Frage

I'm new to Obj-C/Cocoa programming and facing to a problem about NSImageView.
My goal is to create an app which allow the user to put an image on it with drag&drop.

The problem is the following : when we're dropping an image larger than the window, it resizes the window to the image size, I don't want that !
I put my NSImageView into a NSScrollView so only a certain part of the image MUST be showed and the user will move sliders to view the entire one (or simply resize the window), that's what I want..

Here is my XIB hierarchy (concerned part) :

  • View
    • NSScrollView
      • View
        • NSImageView


In the code of my NSImageView, I have (about that problem) :

[self setImageScaling:NSScaleProportionally];
[self setImage:newImage];


NOTE: The sliders seem to move the view and not the image
NOTE2: I can't resize the window to a lower size than the image

War es hilfreich?

Lösung

I have a horrible aversion to nib files and prefer to do things programmatically whenever possible so I'm not much help with that... but here's a little listing from a little NSScrollview test app I recently coded up that does something similar. The only non-self-contained thing mentioned in this code chunk is the window name, which refers to an NSWindow * for a window that was already created. And self here just refers to a controller object.

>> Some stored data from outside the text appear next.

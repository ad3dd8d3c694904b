use std::io;

use draco_core::{DracoError, GeometryKind};
use thiserror::Error;

use crate::utilities::OutputFormat;

/// Broad class of a [`BridgeError`].
#[derive(Debug, Clone, Copy, PartialEq, Eq)]
pub enum ErrorKind {
    /// Rejected before any file was touched.
    Argument,
    /// The input could not be read or the output could not be written.
    Io,
    /// The codec or a format reader/writer reported a failure.
    Codec,
}

#[derive(Debug, Error)]
pub enum BridgeError {
    #[error("Input or output file name is empty")]
    EmptyPath,

    #[error("The maximum number of quantization bits for the {attribute} attribute is {max}, got {bits}")]
    QuantizationBitsTooLarge {
        attribute: &'static str,
        bits: i32,
        max: i32,
    },

    #[error("Position attribute cannot be skipped")]
    PositionSkipped,

    #[error("Compression level {0} is outside 0..=10")]
    CompressionLevelOutOfRange(i32),

    #[error("Unsupported output file extension in {0}, expected .obj or .ply")]
    UnsupportedOutputExtension(String),

    #[error("Failed to read {path}: {source}")]
    Read { path: String, source: DracoError },

    #[error("Failed to write {path}: {source}")]
    Write { path: String, source: DracoError },

    #[error("Failed loading the input {kind} from {path}: {source}")]
    Load {
        path: String,
        kind: GeometryKind,
        source: DracoError,
    },

    #[error("Unknown geometry type in {path}: {source}")]
    UnknownGeometryType { path: String, source: DracoError },

    #[error("Failed to encode the {kind}: {source}")]
    Encode { kind: GeometryKind, source: DracoError },

    #[error("Failed to decode {path}: {source}")]
    Decode { path: String, source: DracoError },

    #[error("Failed to write {path} as {format}: {source}")]
    OutputEncode {
        path: String,
        format: OutputFormat,
        source: io::Error,
    },
}

impl BridgeError {
    pub fn kind(&self) -> ErrorKind {
        match self {
            BridgeError::EmptyPath
            | BridgeError::QuantizationBitsTooLarge { .. }
            | BridgeError::PositionSkipped
            | BridgeError::CompressionLevelOutOfRange(_)
            | BridgeError::UnsupportedOutputExtension(_) => ErrorKind::Argument,
            BridgeError::Read { .. } | BridgeError::Write { .. } => ErrorKind::Io,
            BridgeError::Load { .. }
            | BridgeError::UnknownGeometryType { .. }
            | BridgeError::Encode { .. }
            | BridgeError::Decode { .. }
            | BridgeError::OutputEncode { .. } => ErrorKind::Codec,
        }
    }
}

NSImage * myImage       = [NSImage imageNamed:@"myfilename.png"];
NSRect imageRect        = NSMakeRect(0.0,0.0,myImage.size.width,myImage.size.height);


self.myImageView        = [[NSImageView alloc] initWithFrame:imageRect];
self.myImageView.bounds = imageRect;
self.myImageView.image  = myImage;

self.myScrollView       = [[NSScrollView alloc] initWithFrame:[window.contentView frame]];
self.myScrollView.hasVerticalScroller = YES;
self.myScrollView.hasHorizontalScroller = YES;
self.myScrollView.documentView = self.myImageView;
self.myScrollView.borderType = NSNoBorder;
self.myScrollView.scrollerStyle = NSScrollerStyleOverlay;

window.contentView      = self.myScrollView;

I know that's perhaps not the solution you were looking for but maybe it helps you debug? In particular, I didn't do anything funny with my NSImageView besides give it a frame, a bounds rectangle, and an NSImage *, so I don't think you need to worry about the scaling parameter per se -- in fact, if you want the image to be full-sized and to scroll around it, you want your NSImageView's frame to be the same size as the image so that it doesn't HAVE to scale at all. Maybe that's your problem -- the frame is too small? It is OK for the NSImageView frame to be bigger than the window -- that's what lets you scroll around it.

Andere Tipps

To me it sounds like your views don't have the proper sizes. Because of bouncing and because your views don't clip their subviews, you can still scroll a bit, but it returns to its original position.

  1. Check if the NSImageView is big enough to display your full image. (Check frame or bounds for width and height)

    If it is not big enough do this (inside the method, where you set the new image):

    self.myImageView.frame = NSMakeRect(0.0,0.0, self.myImageView.image.size.width, self.myImageView.image.size.height);

  2. Adjust the size of your scroll views view accordingly.

    self.myScrollView.view.frame = self.myImageView.frame;

Now your scrollable area should be big enough to cover the full image.

If this works for you, give Matt some credit as well, by up-voting his answer, since his answer does essentially the same thing - only code based, instead of initialising everything using a nib file - and the code I used is very similar to what he had already posted.